Veh weiter: "Anstatt aufs 2:0 zu gehen, haben wir viel zu leicht die Bälle verloren. Wir waren nicht aggressiv. Wieso die Aggressivität in der zweiten Halbzeit gefehlt hat, kann ich mir nicht erklären."

"Am Ende müssen wir sogar froh sein"

Meier stimmte ihm zu: "Am Ende müssen wir sogar froh sein, dass wir das Tor nicht früher bekommen haben - sonst verlieren wir das noch", sagte der Stürmer. So aber sei der Saisonstart mit immerhin neun Punkten aus sieben Spielen "weder gut noch böse", wie sein Mitspieler Marco Russ feststellte.

Meiers Zopf-Kollege Russ, der die Führung per Kopfballverlängerung vorbereitete, beklagte das Fehlen von Stürmer Haris Seferovic: "Wenn wir keine Entlastung schaffen, kommen wir unter Druck. Da fehlt vorne Haris, der die Bälle hält. Wir konnten die Konter nicht zu Ende spielen."

Seferovic' Ersatzmann Vaclav Kadlec blieb bis zu seiner Auswechslung glück- und wirkungslos.

Hertha-Coach Dardai lobt Moral

Die Berliner konnten mit dem Punkt besser leben - bis auf Trainer Pal Dardai. "Es hat lange gedauert, aber das sah nach Fußball aus ", sagte der Ungar, "wir müssen solch ein Spiel auch mal gewinnen. Das ist die nächste Stufe."

Dardai lobte seine Elf für die couragierte zweite Hälfte: "Die Jungs haben Moral gezeigt.
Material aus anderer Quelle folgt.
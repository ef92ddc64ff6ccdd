use async_trait::async_trait;
use futures::future::BoxFuture;
use std::sync::Arc;
use wavecore::{ParameterDescriptor, ParameterTable, ProduceError, Producer, Value, WorkflowContext};

type SyncBody = dyn Fn(Vec<Value>, &ParameterTable, &WorkflowContext) -> Result<Vec<Value>, ProduceError>
    + Send
    + Sync;

type AsyncBody = dyn Fn(Vec<Value>, ParameterTable, WorkflowContext) -> BoxFuture<'static, Result<Vec<Value>, ProduceError>>
    + Send
    + Sync;

enum Body {
    Sync(Arc<SyncBody>),
    Async(Arc<AsyncBody>),
}

/// A producer around a native closure. Built in code only; it has no
/// factory because a closure cannot be named in a definition.
pub struct WrapProducer {
    body: Body,
    parameters: ParameterDescriptor,
}

impl WrapProducer {
    pub fn new<F>(body: F) -> Self
    where
        F: Fn(Vec<Value>, &ParameterTable, &WorkflowContext) -> Result<Vec<Value>, ProduceError>
            + Send
            + Sync
            + 'static,
    {
        Self {
            body: Body::Sync(Arc::new(body)),
            parameters: ParameterDescriptor::default(),
        }
    }

    /// The closure receives owned copies of the parameters and the context
    /// so the returned future can outlive the call.
    pub fn from_async<F>(body: F) -> Self
    where
        F: Fn(Vec<Value>, ParameterTable, WorkflowContext) -> BoxFuture<'static, Result<Vec<Value>, ProduceError>>
            + Send
            + Sync
            + 'static,
    {
        Self {
            body: Body::Async(Arc::new(body)),
            parameters: ParameterDescriptor::default(),
        }
    }

    /// Declare accepted parameters. Without this any parameter is accepted.
    pub fn with_parameters(mut self, parameters: ParameterDescriptor) -> Self {
        self.parameters = parameters;
        self
    }
}

#[async_trait]
impl Producer for WrapProducer {
    fn producer_type(&self) -> &str {
        "wrap"
    }

    fn introduce(&self) -> String {
        "Wraps a native function".to_string()
    }

    fn parameter_structure(&self) -> ParameterDescriptor {
        self.parameters.clone()
    }

    async fn produce(
        &self,
        input: Vec<Value>,
        params: &ParameterTable,
        ctx: &WorkflowContext,
    ) -> Result<Vec<Value>, ProduceError> {
        match &self.body {
            Body::Sync(body) => body(input, params, ctx),
            Body::Async(body) => body(input, params.clone(), ctx.clone()).await,
        }
    }
}
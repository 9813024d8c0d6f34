//! Product route handlers.
//!
//! The listing resolves products on demand (not per UI event) and then runs
//! the pure filter/sort pipeline over the resolved collection. Availability
//! narrowing happens at the resolver (it is not a pipeline stage); category,
//! subcategory, search, and ordering are the pipeline's job so that tag
//! matching and stable sorting behave identically in live and fallback mode.

use axum::{
    Json,
    extract::{Path, Query, State},
};
use serde::Deserialize;

use nui_market_core::{CategoryId, Product, ProductId, SubcategoryId};

use crate::catalog::pipeline::{self, PipelineParams, SortKey};
use crate::catalog::resolver::ProductFilter;
use crate::error::{AppError, Result};
use crate::state::AppState;

/// Query parameters for the product listing.
#[derive(Debug, Deserialize)]
pub struct ProductListQuery {
    pub category_id: Option<CategoryId>,
    pub subcategory_id: Option<SubcategoryId>,
    pub search: Option<String>,
    #[serde(default)]
    pub in_stock: bool,
    pub sort: Option<String>,
}

/// List products after applying the filter/sort pipeline.
pub async fn index(
    State(state): State<AppState>,
    Query(query): Query<ProductListQuery>,
) -> Json<Vec<Product>> {
    let filter = ProductFilter {
        in_stock_only: query.in_stock,
        ..ProductFilter::default()
    };
    let products = state.resolver().list_products(Some(&filter)).await;

    let params = PipelineParams {
        category_id: query.category_id,
        subcategory_id: query.subcategory_id,
        search_term: query.search,
        sort_key: SortKey::parse(query.sort.as_deref()),
    };
    Json(pipeline::resolve(&products, &params))
}

/// Fetch a single product by id.
pub async fn show(
    State(state): State<AppState>,
    Path(id): Path<ProductId>,
) -> Result<Json<Product>> {
    state
        .resolver()
        .get_product(&id)
        .await
        .map(Json)
        .ok_or_else(|| AppError::NotFound(format!("product {id}")))
}
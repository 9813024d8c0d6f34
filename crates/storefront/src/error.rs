//! Unified error handling with Sentry integration.
//!
//! Provides a unified `AppError` type that captures server-side failures to
//! Sentry before responding to the client. All route handlers return
//! `Result<T, AppError>`.
//!
//! Propagation policy: catalog read paths never surface errors here (the
//! resolver degrades to the static snapshot internally); write paths always
//! do, since masking a failed mutation would corrupt the administrator's
//! view of catalog state.

use axum::{
    http::StatusCode,
    response::{IntoResponse, Response},
};
use thiserror::Error;

use crate::catalog::CatalogError;

/// Application-level error type for the storefront.
#[derive(Debug, Error)]
pub enum AppError {
    /// Catalog operation failed.
    #[error("Catalog error: {0}")]
    Catalog(#[from] CatalogError),

    /// Resource not found.
    #[error("Not found: {0}")]
    NotFound(String),

    /// Bad request from client.
    #[error("Bad request: {0}")]
    BadRequest(String),
}

impl IntoResponse for AppError {
    fn into_response(self) -> Response {
        // Capture backend failures to Sentry
        if matches!(
            self,
            Self::Catalog(
                CatalogError::Http(_) | CatalogError::Query { .. } | CatalogError::Parse(_)
            )
        ) {
            let event_id = sentry::capture_error(&self);
            tracing::error!(
                error = %self,
                sentry_event_id = %event_id,
                "Request error"
            );
        }

        let status = match &self {
            Self::Catalog(err) => match err {
                CatalogError::BackendUnavailable => StatusCode::SERVICE_UNAVAILABLE,
                CatalogError::Http(_) | CatalogError::Query { .. } | CatalogError::Parse(_) => {
                    StatusCode::BAD_GATEWAY
                }
                CatalogError::Validation(_) => StatusCode::UNPROCESSABLE_ENTITY,
                CatalogError::NotFound(_) => StatusCode::NOT_FOUND,
            },
            Self::NotFound(_) => StatusCode::NOT_FOUND,
            Self::BadRequest(_) => StatusCode::BAD_REQUEST,
        };

        // Don't expose internal error details to clients
        let message = match &self {
            Self::Catalog(err) => match err {
                CatalogError::BackendUnavailable => {
                    "Remote backend required for this operation".to_string()
                }
                CatalogError::Http(_) | CatalogError::Query { .. } | CatalogError::Parse(_) => {
                    "External service error".to_string()
                }
                // Validation details come from the backend and are meant for
                // the administrator's eyes.
                CatalogError::Validation(message) => message.clone(),
                CatalogError::NotFound(what) => format!("Not found: {what}"),
            },
            _ => self.to_string(),
        };

        (status, message).into_response()
    }
}

/// Result type alias for `AppError`.
pub type Result<T> = std::result::Result<T, AppError>;
//! Overlay session route handlers.

use axum::{extract::State, http::StatusCode};
use serde_json::Value;

use crate::nui::action;
use crate::state::AppState;

/// Ask the host process to close the overlay. Best-effort: succeeds even
/// when no host is attached.
pub async fn close(State(state): State<AppState>) -> StatusCode {
    state.host().send(action::CLOSE_NUI, Value::Null);
    StatusCode::NO_CONTENT
}
//! Embedded static catalog snapshot.
//!
//! Served whenever the remote backend is unreachable or unconfigured. The
//! snapshot is fixed at build time and read-only; it carries categories,
//! subcategories, and products, but no shops, so shop-scoped features are
//! unavailable in fallback mode. Timestamps are a synthetic constant since
//! no backend ever assigned real ones.

use std::sync::LazyLock;

use chrono::{DateTime, Utc};
use rust_decimal::Decimal;

use nui_market_core::{Category, CategoryId, Product, ProductId, Subcategory, SubcategoryId};

/// The synthetic timestamp carried by every snapshot entity.
pub const SNAPSHOT_TIMESTAMP: DateTime<Utc> = DateTime::UNIX_EPOCH;

/// Snapshot categories, in display order.
#[must_use]
pub fn categories() -> &'static [Category] {
    &CATEGORIES
}

/// Snapshot subcategories, in display order.
#[must_use]
pub fn subcategories() -> &'static [Subcategory] {
    &SUBCATEGORIES
}

/// Snapshot products.
#[must_use]
pub fn products() -> &'static [Product] {
    &PRODUCTS
}

fn category(id: &str, name: &str, icon: &str) -> Category {
    Category {
        id: CategoryId::new(id),
        name: name.to_string(),
        icon: icon.to_string(),
        created_at: SNAPSHOT_TIMESTAMP,
    }
}

fn subcategory(id: &str, name: &str, category_id: &str) -> Subcategory {
    Subcategory {
        id: SubcategoryId::new(id),
        name: name.to_string(),
        category_id: CategoryId::new(category_id),
        created_at: SNAPSHOT_TIMESTAMP,
    }
}

#[allow(clippy::too_many_arguments)]
fn product(
    id: &str,
    name: &str,
    price_cents: i64,
    category_id: &str,
    subcategory_id: &str,
    description: &str,
    image_url: &str,
    in_stock: bool,
    stock_quantity: u32,
    tags: &[&str],
) -> Product {
    Product {
        id: ProductId::new(id),
        name: name.to_string(),
        price: Decimal::new(price_cents, 2),
        category_id: CategoryId::new(category_id),
        subcategory_id: Some(SubcategoryId::new(subcategory_id)),
        shop_id: None,
        description: description.to_string(),
        image_url: image_url.to_string(),
        in_stock,
        stock_quantity,
        tags: tags.iter().map(|&t| t.to_string()).collect(),
        created_at: SNAPSHOT_TIMESTAMP,
        updated_at: SNAPSHOT_TIMESTAMP,
    }
}

static CATEGORIES: LazyLock<Vec<Category>> = LazyLock::new(|| {
    vec![
        category("tools", "Tools", "wrench"),
        category("food", "Food", "apple"),
        category("electronics", "Electronics", "smartphone"),
    ]
});

static SUBCATEGORIES: LazyLock<Vec<Subcategory>> = LazyLock::new(|| {
    vec![
        subcategory("hand-tools", "Hand Tools", "tools"),
        subcategory("power-tools", "Power Tools", "tools"),
        subcategory("automotive-tools", "Automotive Tools", "tools"),
        subcategory("construction-tools", "Construction Tools", "tools"),
        subcategory("beverages", "Beverages", "food"),
        subcategory("snacks", "Snacks", "food"),
        subcategory("fresh-produce", "Fresh Produce", "food"),
        subcategory("canned-goods", "Canned Goods", "food"),
        subcategory("dairy", "Dairy", "food"),
        subcategory("smartphones", "Smartphones", "electronics"),
        subcategory("computers", "Computers", "electronics"),
        subcategory("gaming", "Gaming", "electronics"),
        subcategory("audio-equipment", "Audio Equipment", "electronics"),
        subcategory("smart-home", "Smart Home", "electronics"),
    ]
});

static PRODUCTS: LazyLock<Vec<Product>> = LazyLock::new(|| {
    const TOOLS_IMG: &str =
        "https://images.pexels.com/photos/162553/keys-workshop-mechanic-tools-162553.jpeg";
    const DRINKS_IMG: &str = "https://images.pexels.com/photos/544961/pexels-photo-544961.jpeg";
    const SNACKS_IMG: &str =
        "https://images.pexels.com/photos/1153369/pexels-photo-1153369.jpeg";
    const PHONES_IMG: &str = "https://images.pexels.com/photos/404280/pexels-photo-404280.jpeg";
    const GAMING_IMG: &str =
        "https://images.pexels.com/photos/3945683/pexels-photo-3945683.jpeg";

    vec![
        product(
            "ht001",
            "Professional Hammer Set",
            8999,
            "tools",
            "hand-tools",
            "Complete set of professional hammers for various tasks",
            TOOLS_IMG,
            true,
            25,
            &["hammer", "professional", "construction"],
        ),
        product(
            "ht002",
            "Screwdriver Kit (24-piece)",
            3499,
            "tools",
            "hand-tools",
            "Complete screwdriver set with magnetic tips",
            TOOLS_IMG,
            true,
            40,
            &["screwdriver", "kit", "magnetic"],
        ),
        product(
            "pt001",
            "Cordless Drill Pro",
            19999,
            "tools",
            "power-tools",
            "High-performance cordless drill with 2 batteries",
            TOOLS_IMG,
            true,
            12,
            &["drill", "cordless", "professional"],
        ),
        product(
            "pt002",
            "Electric Circular Saw",
            15999,
            "tools",
            "power-tools",
            "Precision circular saw for wood cutting",
            TOOLS_IMG,
            false,
            0,
            &["saw", "electric", "cutting"],
        ),
        product(
            "bv001",
            "Energy Drink Pack (12)",
            2499,
            "food",
            "beverages",
            "Premium energy drinks for sustained energy",
            DRINKS_IMG,
            true,
            120,
            &["energy", "drinks", "pack"],
        ),
        product(
            "bv002",
            "Craft Beer Selection",
            1899,
            "food",
            "beverages",
            "Local craft beer variety pack",
            DRINKS_IMG,
            true,
            60,
            &["beer", "craft", "local"],
        ),
        product(
            "sn001",
            "Premium Nut Mix",
            1299,
            "food",
            "snacks",
            "Gourmet mixed nuts and dried fruits",
            SNACKS_IMG,
            true,
            80,
            &["nuts", "healthy", "premium"],
        ),
        product(
            "sn002",
            "Artisan Chocolate Bar",
            899,
            "food",
            "snacks",
            "Handcrafted dark chocolate with sea salt",
            SNACKS_IMG,
            true,
            95,
            &["chocolate", "artisan", "dark"],
        ),
        product(
            "sp001",
            "Latest Smartphone Pro",
            89999,
            "electronics",
            "smartphones",
            "Latest flagship smartphone with advanced camera",
            PHONES_IMG,
            true,
            8,
            &["smartphone", "flagship", "camera"],
        ),
        product(
            "sp002",
            "Budget Phone Plus",
            29999,
            "electronics",
            "smartphones",
            "Affordable smartphone with great battery life",
            PHONES_IMG,
            true,
            18,
            &["budget", "battery", "affordable"],
        ),
        product(
            "gm001",
            "Gaming Headset Pro",
            12999,
            "electronics",
            "gaming",
            "Professional gaming headset with surround sound",
            GAMING_IMG,
            true,
            30,
            &["headset", "gaming", "surround"],
        ),
        product(
            "gm002",
            "Mechanical Keyboard RGB",
            18999,
            "electronics",
            "gaming",
            "RGB mechanical keyboard for gaming",
            GAMING_IMG,
            true,
            22,
            &["keyboard", "mechanical", "rgb"],
        ),
    ]
});
//! Cart line type shared between the cart session and the host channel.

use rust_decimal::Decimal;
use serde::{Deserialize, Serialize};

use crate::types::catalog::Product;

/// A product snapshot plus an accumulated quantity.
///
/// Invariants, enforced by the cart session: quantity is always >= 1 (a
/// mutation that would reach 0 removes the line instead), and a cart holds at
/// most one line per product identifier.
#[derive(Debug, Clone, PartialEq, Eq, Serialize, Deserialize)]
pub struct CartLine {
    #[serde(flatten)]
    pub product: Product,
    pub quantity: u32,
}

impl CartLine {
    /// Price of the line: product price times quantity.
    #[must_use]
    pub fn line_total(&self) -> Decimal {
        self.product.price * Decimal::from(self.quantity)
    }
}

#[cfg(test)]
#[allow(clippy::unwrap_used)]
mod tests {
    use super::*;
    use crate::types::id::{CategoryId, ProductId};
    use chrono::DateTime;

    #[test]
    fn test_line_total() {
        let line = CartLine {
            product: Product {
                id: ProductId::new("bv001"),
                name: "Energy Drink Pack".to_string(),
                price: Decimal::new(2499, 2),
                category_id: CategoryId::new("food"),
                subcategory_id: None,
                shop_id: None,
                description: String::new(),
                image_url: String::new(),
                in_stock: true,
                stock_quantity: 10,
                tags: Vec::new(),
                created_at: DateTime::UNIX_EPOCH,
                updated_at: DateTime::UNIX_EPOCH,
            },
            quantity: 3,
        };

        assert_eq!(line.line_total(), Decimal::new(7497, 2));
    }
}
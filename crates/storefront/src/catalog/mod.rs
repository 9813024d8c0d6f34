//! Catalog resolution against the remote backend with static fallback.
//!
//! # Architecture
//!
//! - [`remote::SupabaseClient`] speaks PostgREST to the remote backend:
//!   equality filters, case-insensitive substring-or search, order-by-name,
//!   and insert/update/delete-by-id with the persisted row returned.
//! - [`static_data`] holds the embedded snapshot served whenever the backend
//!   is unreachable or unconfigured.
//! - [`resolver::CatalogResolver`] is the read surface: it degrades to the
//!   static snapshot on any remote failure so the storefront stays browsable.
//! - [`mutator::CatalogMutator`] is the write surface: writes require the
//!   live backend and never fall back.
//! - [`pipeline`] is the pure filter/sort pipeline applied to resolved
//!   products before rendering.
//!
//! Whether the backend is reachable is decided once at startup (config) and
//! injected into the resolver and mutator at construction time.

pub mod mutator;
pub mod pipeline;
pub mod remote;
pub mod resolver;
pub mod static_data;

pub use mutator::CatalogMutator;
pub use pipeline::{PipelineParams, SortKey, resolve};
pub use remote::SupabaseClient;
pub use resolver::{CatalogResolver, ProductFilter};

use thiserror::Error;

/// Errors that can occur when interacting with the catalog.
#[derive(Debug, Error)]
pub enum CatalogError {
    /// The remote backend is not configured for this session. Read paths
    /// silently substitute static data; write paths fail fast with this.
    #[error("remote backend is not available")]
    BackendUnavailable,

    /// HTTP transport failed.
    #[error("HTTP error: {0}")]
    Http(#[from] reqwest::Error),

    /// The backend rejected or failed the query.
    #[error("remote query failed: {status} - {message}")]
    Query { status: u16, message: String },

    /// The backend rejected a write as malformed (e.g., negative price).
    /// Surfaced unchanged to the caller.
    #[error("validation failed: {0}")]
    Validation(String),

    /// Response body could not be decoded.
    #[error("JSON parse error: {0}")]
    Parse(#[from] serde_json::Error),

    /// A write referenced an entity that does not exist. Reads represent
    /// absence as `None`, never as this error.
    #[error("not found: {0}")]
    NotFound(String),
}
Die Torchancen müssen wir nächstes Mal besser nutzen."

Ibisevic glücklos - Sonderlob für Darida

Vor allem vor der Pause hatte Hertha mehrmals die Führung oder den Ausgleich auf dem Fuß - in Person von Torjäger Vedad Ibisevic. Der Bosnier zeigte sich dementsprechend enttäuscht: "Heute hat es nicht sein sollen. Schade für die Mannschaft. Den Punkt haben wir uns aber verdient."

Anstatt Ibisevic traf immerhin noch Darida, der von Manager Michael Preetz ein Sonderlob erhielt "Taktgeber" sei der Tscheche, "unser Herz", so der Manager.

Im Gegensatz zu Ibisevic zeigte sich Preetz zufrieden - vor allem beim Blick auf die Tabelle. "Die elf Punkte nimmt uns niemand mehr. Nach sieben Spielen kann man von einem guten Saisonstart sprechen", erklärte der ehemalige Stürmer.